### [Information shown]
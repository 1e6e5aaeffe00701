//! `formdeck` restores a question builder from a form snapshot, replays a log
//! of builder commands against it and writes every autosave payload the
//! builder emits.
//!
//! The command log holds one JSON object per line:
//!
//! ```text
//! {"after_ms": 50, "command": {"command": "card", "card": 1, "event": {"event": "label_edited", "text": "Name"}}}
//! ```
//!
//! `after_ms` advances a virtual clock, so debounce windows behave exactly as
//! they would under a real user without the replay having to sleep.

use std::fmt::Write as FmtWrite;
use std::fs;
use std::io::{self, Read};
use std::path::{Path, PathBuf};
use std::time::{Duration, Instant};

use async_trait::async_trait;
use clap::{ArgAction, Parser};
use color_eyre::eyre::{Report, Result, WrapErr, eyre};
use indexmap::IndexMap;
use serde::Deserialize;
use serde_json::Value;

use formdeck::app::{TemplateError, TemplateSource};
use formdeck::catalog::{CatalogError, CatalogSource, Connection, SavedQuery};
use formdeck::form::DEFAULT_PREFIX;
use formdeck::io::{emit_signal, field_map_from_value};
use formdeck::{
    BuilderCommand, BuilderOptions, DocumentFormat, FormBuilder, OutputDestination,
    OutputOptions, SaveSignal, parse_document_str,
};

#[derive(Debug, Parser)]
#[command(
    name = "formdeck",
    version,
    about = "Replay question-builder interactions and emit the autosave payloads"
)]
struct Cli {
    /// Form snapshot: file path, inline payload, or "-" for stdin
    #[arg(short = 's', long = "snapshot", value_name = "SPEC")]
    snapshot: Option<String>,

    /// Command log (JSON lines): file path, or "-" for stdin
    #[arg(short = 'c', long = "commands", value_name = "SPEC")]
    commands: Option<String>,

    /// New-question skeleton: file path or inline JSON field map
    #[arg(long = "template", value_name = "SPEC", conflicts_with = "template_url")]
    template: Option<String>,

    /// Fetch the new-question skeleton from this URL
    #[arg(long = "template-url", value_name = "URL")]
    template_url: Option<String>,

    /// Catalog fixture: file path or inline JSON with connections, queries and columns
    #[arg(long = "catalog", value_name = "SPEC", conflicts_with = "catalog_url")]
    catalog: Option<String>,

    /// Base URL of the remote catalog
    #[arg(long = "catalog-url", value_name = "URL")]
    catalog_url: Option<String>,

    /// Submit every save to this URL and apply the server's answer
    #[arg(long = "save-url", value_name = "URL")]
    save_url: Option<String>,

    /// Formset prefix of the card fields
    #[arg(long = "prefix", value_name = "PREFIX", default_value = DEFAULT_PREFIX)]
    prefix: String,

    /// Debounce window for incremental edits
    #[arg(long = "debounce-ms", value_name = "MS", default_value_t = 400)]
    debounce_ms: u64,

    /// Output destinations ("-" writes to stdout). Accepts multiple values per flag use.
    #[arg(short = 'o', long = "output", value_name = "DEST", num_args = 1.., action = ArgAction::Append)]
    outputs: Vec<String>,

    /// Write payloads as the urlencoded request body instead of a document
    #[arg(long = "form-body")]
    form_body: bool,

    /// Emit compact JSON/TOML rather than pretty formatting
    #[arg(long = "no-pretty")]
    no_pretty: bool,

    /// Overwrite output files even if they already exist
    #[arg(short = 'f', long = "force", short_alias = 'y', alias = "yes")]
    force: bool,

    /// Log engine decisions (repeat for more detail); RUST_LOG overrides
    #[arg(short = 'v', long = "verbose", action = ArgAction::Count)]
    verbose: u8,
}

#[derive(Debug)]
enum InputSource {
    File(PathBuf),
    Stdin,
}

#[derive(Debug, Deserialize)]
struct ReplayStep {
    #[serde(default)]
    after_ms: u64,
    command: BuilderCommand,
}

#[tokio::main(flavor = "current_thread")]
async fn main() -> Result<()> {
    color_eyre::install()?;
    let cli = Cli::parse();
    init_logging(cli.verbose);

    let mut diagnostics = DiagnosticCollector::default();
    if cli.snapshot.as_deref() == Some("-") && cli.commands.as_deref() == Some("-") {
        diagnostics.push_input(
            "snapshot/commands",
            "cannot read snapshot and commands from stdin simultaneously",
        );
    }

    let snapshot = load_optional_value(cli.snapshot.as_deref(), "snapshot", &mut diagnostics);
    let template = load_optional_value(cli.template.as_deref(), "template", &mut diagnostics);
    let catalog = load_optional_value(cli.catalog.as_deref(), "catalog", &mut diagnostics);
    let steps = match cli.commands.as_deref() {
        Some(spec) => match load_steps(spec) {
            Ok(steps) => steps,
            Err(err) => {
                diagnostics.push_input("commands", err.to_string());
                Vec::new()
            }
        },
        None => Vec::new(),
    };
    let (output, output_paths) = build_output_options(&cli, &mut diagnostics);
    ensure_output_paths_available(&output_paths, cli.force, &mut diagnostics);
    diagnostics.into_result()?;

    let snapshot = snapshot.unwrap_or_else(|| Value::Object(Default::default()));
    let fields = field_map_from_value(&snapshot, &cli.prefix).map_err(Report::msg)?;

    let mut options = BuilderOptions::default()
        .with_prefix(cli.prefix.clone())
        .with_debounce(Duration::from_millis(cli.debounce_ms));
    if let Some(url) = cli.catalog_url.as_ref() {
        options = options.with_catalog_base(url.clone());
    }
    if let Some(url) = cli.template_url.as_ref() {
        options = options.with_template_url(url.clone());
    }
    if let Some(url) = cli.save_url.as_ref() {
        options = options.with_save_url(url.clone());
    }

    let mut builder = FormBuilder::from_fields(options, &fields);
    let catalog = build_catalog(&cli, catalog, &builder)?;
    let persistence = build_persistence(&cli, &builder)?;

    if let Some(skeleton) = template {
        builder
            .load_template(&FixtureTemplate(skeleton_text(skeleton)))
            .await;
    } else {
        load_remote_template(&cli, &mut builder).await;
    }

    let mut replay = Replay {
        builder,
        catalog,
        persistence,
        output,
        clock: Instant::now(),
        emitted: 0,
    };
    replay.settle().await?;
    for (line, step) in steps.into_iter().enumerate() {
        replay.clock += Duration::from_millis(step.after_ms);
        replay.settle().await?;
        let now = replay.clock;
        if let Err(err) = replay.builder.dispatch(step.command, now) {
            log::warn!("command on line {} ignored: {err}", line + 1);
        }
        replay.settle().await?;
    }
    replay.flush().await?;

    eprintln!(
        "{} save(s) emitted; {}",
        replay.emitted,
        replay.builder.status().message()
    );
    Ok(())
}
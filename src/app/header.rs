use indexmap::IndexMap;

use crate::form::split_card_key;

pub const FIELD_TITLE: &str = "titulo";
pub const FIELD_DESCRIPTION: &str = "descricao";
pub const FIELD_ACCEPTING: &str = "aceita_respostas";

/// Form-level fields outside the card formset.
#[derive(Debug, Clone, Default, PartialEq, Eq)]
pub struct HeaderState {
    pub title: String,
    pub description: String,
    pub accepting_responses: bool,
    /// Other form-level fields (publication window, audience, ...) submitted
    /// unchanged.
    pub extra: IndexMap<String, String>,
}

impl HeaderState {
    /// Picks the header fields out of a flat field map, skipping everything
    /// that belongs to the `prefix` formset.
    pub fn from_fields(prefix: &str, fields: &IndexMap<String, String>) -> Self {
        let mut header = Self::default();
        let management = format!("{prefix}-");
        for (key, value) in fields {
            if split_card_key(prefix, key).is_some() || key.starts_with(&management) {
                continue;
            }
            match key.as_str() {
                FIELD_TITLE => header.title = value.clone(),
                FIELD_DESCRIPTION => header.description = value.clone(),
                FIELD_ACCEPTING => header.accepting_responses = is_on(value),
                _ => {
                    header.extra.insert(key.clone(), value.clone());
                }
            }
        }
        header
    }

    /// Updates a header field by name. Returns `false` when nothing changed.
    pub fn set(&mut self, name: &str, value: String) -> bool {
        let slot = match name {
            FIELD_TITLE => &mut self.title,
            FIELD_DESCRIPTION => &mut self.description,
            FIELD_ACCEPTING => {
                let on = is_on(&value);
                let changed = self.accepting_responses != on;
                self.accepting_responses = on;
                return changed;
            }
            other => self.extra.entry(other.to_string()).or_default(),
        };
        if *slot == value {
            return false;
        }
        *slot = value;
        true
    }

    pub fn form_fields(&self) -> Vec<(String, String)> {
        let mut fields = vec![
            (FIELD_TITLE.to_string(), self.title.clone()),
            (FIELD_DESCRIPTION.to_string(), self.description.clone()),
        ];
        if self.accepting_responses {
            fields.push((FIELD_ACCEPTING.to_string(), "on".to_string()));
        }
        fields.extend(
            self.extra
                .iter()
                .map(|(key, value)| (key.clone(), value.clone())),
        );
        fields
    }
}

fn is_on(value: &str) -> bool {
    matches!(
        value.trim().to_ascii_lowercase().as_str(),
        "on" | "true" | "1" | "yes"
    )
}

### [Requirement]
Only the lines that contain the string "short" are to be copied from the records.

### [Worked solution]
    #[arg(short = 's', long = "snapshot", value_name = "SPEC")]
    #[arg(short = 'c', long = "commands", value_name = "SPEC")]
    #[arg(short = 'o', long = "output", value_name = "DEST", num_args = 1.., action = ArgAction::Append)]
    #[arg(short = 'f', long = "force", short_alias = 'y', alias = "yes")]
    #[arg(short = 'v', long = "verbose", action = ArgAction::Count)]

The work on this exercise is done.